Task instructions: Here are some entries; quote each one exactly.

Material supplied:
------------------------------

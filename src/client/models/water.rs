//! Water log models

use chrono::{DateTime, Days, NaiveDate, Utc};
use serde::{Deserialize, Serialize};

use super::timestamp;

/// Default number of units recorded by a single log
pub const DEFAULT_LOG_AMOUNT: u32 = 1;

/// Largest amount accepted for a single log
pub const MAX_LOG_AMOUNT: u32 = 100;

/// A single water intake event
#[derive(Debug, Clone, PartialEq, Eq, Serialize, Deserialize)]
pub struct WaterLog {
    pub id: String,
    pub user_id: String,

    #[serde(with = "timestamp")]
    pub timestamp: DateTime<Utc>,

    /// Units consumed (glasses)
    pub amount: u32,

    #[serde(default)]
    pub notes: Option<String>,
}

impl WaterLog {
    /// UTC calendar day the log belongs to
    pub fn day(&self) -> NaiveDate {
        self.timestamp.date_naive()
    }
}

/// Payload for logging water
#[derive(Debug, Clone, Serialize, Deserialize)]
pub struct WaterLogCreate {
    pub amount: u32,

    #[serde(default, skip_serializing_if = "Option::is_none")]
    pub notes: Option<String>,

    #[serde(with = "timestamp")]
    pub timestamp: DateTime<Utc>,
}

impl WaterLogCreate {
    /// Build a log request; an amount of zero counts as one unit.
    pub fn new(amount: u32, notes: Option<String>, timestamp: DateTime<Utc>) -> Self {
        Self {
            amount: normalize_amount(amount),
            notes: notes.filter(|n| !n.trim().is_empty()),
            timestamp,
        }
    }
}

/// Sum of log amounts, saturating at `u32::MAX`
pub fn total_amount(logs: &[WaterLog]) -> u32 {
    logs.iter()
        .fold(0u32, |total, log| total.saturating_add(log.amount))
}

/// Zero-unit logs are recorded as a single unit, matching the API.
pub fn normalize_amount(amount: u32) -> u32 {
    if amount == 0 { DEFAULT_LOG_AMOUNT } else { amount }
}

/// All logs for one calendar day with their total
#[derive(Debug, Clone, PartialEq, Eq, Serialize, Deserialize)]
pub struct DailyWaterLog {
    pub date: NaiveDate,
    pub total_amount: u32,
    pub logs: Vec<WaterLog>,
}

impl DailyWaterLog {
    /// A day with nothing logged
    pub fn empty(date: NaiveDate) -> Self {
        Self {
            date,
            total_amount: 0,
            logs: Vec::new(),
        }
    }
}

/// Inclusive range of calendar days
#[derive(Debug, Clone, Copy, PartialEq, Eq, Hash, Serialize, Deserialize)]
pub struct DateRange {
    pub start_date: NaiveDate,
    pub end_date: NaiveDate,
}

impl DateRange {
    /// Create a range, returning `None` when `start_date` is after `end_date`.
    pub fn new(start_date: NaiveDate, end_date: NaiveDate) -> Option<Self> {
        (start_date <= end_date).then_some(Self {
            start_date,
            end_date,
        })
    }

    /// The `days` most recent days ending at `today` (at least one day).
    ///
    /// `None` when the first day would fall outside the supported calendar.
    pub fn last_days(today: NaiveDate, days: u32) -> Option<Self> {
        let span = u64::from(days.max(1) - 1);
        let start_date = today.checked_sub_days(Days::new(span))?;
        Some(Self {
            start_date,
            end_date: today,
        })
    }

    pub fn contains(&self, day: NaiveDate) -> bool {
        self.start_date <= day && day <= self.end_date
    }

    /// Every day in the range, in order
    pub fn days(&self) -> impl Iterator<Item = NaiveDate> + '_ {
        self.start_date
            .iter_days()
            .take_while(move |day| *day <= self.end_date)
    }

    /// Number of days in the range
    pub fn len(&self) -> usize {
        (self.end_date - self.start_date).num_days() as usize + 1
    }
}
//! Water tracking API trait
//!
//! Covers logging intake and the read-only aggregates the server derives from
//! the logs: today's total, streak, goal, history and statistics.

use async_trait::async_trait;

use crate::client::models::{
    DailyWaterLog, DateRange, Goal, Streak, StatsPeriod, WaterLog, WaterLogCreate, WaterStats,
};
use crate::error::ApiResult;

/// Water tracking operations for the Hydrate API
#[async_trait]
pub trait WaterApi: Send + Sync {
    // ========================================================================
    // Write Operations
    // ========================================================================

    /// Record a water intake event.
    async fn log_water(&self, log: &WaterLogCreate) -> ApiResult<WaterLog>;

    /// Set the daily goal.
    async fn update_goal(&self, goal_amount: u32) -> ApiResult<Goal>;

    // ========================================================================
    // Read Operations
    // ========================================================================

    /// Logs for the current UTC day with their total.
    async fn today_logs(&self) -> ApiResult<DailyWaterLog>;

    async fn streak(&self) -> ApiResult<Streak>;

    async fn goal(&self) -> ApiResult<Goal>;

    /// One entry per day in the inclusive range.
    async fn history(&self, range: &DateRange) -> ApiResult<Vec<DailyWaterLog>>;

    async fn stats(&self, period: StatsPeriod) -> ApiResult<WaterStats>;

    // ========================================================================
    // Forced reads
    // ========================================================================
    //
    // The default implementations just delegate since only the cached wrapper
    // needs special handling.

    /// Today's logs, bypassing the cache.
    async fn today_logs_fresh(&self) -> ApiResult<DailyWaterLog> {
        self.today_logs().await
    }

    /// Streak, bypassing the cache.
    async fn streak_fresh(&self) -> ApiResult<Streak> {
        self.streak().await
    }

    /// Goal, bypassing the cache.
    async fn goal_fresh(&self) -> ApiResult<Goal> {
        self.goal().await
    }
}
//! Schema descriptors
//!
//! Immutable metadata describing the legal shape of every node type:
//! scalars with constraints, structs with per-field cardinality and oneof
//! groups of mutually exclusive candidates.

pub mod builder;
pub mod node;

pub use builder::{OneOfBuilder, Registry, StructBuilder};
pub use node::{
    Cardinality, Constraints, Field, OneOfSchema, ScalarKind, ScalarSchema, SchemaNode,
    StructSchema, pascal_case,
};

------------------------------

Solution to this problem:
filename src/client/models/water.rs
//! Water log models

use chrono::{DateTime, Days, NaiveDate, Utc};
use serde::{Deserialize, Serialize};

use super::timestamp;

/// Default number of units recorded by a single log
pub const DEFAULT_LOG_AMOUNT: u32 = 1;

/// Largest amount accepted for a single log
pub const MAX_LOG_AMOUNT: u32 = 100;

/// A single water intake event
#[derive(Debug, Clone, PartialEq, Eq, Serialize, Deserialize)]
pub struct WaterLog {
    pub id: String,
    pub user_id: String,

    #[serde(with = "timestamp")]
    pub timestamp: DateTime<Utc>,

    /// Units consumed (glasses)
    pub amount: u32,

    #[serde(default)]
    pub notes: Option<String>,
}

impl WaterLog {
    /// UTC calendar day the log belongs to
    pub fn day(&self) -> NaiveDate {
        self.timestamp.date_naive()
    }
}

/// Payload for logging water
#[derive(Debug, Clone, Serialize, Deserialize)]
pub struct WaterLogCreate {
    pub amount: u32,

    #[serde(default, skip_serializing_if = "Option::is_none")]
    pub notes: Option<String>,

    #[serde(with = "timestamp")]
    pub timestamp: DateTime<Utc>,
}

impl WaterLogCreate {
    /// Build a log request; an amount of zero counts as one unit.
    pub fn new(amount: u32, notes: Option<String>, timestamp: DateTime<Utc>) -> Self {
        Self {
            amount: normalize_amount(amount),
            notes: notes.filter(|n| !n.trim().is_empty()),
            timestamp,
        }
    }
}

/// Sum of log amounts, saturating at `u32::MAX`
pub fn total_amount(logs: &[WaterLog]) -> u32 {
    logs.iter()
        .fold(0u32, |total, log| total.saturating_add(log.amount))
}

/// Zero-unit logs are recorded as a single unit, matching the API.
pub fn normalize_amount(amount: u32) -> u32 {
    if amount == 0 { DEFAULT_LOG_AMOUNT } else { amount }
}

/// All logs for one calendar day with their total
#[derive(Debug, Clone, PartialEq, Eq, Serialize, Deserialize)]
pub struct DailyWaterLog {
    pub date: NaiveDate,
    pub total_amount: u32,
    pub logs: Vec<WaterLog>,
}

impl DailyWaterLog {
    /// A day with nothing logged
    pub fn empty(date: NaiveDate) -> Self {
        Self {
            date,
            total_amount: 0,
            logs: Vec::new(),
        }
    }
}

/// Inclusive range of calendar days
#[derive(Debug, Clone, Copy, PartialEq, Eq, Hash, Serialize, Deserialize)]
pub struct DateRange {
    pub start_date: NaiveDate,
    pub end_date: NaiveDate,
}

impl DateRange {
    /// Create a range, returning `None` when `start_date` is after `end_date`.
    pub fn new(start_date: NaiveDate, end_date: NaiveDate) -> Option<Self> {
        (start_date <= end_date).then_some(Self {
            start_date,
            end_date,
        })
    }

    /// The `days` most recent days ending at `today` (at least one day).
    ///
    /// `None` when the first day would fall outside the supported calendar.
    pub fn last_days(today: NaiveDate, days: u32) -> Option<Self> {
        let span = u64::from(days.max(1) - 1);
        let start_date = today.checked_sub_days(Days::new(span))?;
        Some(Self {
            start_date,
            end_date: today,
        })
    }

    pub fn contains(&self, day: NaiveDate) -> bool {
        self.start_date <= day && day <= self.end_date
    }

    /// Every day in the range, in order
    pub fn days(&self) -> impl Iterator<Item = NaiveDate> + '_ {
        self.start_date
            .iter_days()
            .take_while(move |day| *day <= self.end_date)
    }

    /// Number of days in the range
    pub fn len(&self) -> usize {
        (self.end_date - self.start_date).num_days() as usize + 1
    }
}
//! Water tracking API trait
//!
//! Covers logging intake and the read-only aggregates the server derives from
//! the logs: today's total, streak, goal, history and statistics.

use async_trait::async_trait;

use crate::client::models::{
    DailyWaterLog, DateRange, Goal, Streak, StatsPeriod, WaterLog, WaterLogCreate, WaterStats,
};
use crate::error::ApiResult;

/// Water tracking operations for the Hydrate API
#[async_trait]
pub trait WaterApi: Send + Sync {
    // ========================================================================
    // Write Operations
    // ========================================================================

    /// Record a water intake event.
    async fn log_water(&self, log: &WaterLogCreate) -> ApiResult<WaterLog>;

    /// Set the daily goal.
    async fn update_goal(&self, goal_amount: u32) -> ApiResult<Goal>;

    // ========================================================================
    // Read Operations
    // ========================================================================

    /// Logs for the current UTC day with their total.
    async fn today_logs(&self) -> ApiResult<DailyWaterLog>;

    async fn streak(&self) -> ApiResult<Streak>;

    async fn goal(&self) -> ApiResult<Goal>;

    /// One entry per day in the inclusive range.
    async fn history(&self, range: &DateRange) -> ApiResult<Vec<DailyWaterLog>>;

    async fn stats(&self, period: StatsPeriod) -> ApiResult<WaterStats>;

    // ========================================================================
    // Forced reads
    // ========================================================================
    //
    // The default implementations just delegate since only the cached wrapper
    // needs special handling.

    /// Today's logs, bypassing the cache.
    async fn today_logs_fresh(&self) -> ApiResult<DailyWaterLog> {
        self.today_logs().await
    }

    /// Streak, bypassing the cache.
    async fn streak_fresh(&self) -> ApiResult<Streak> {
        self.streak().await
    }

    /// Goal, bypassing the cache.
    async fn goal_fresh(&self) -> ApiResult<Goal> {
        self.goal().await
    }
}
//! Schema descriptors
//!
//! Immutable metadata describing the legal shape of every node type:
//! scalars with constraints, structs with per-field cardinality and oneof
//! groups of mutually exclusive candidates.

pub mod builder;
pub mod node;

pub use builder::{OneOfBuilder, Registry, StructBuilder};
pub use node::{
    Cardinality, Constraints, Field, OneOfSchema, ScalarKind, ScalarSchema, SchemaNode,
    StructSchema, pascal_case,
};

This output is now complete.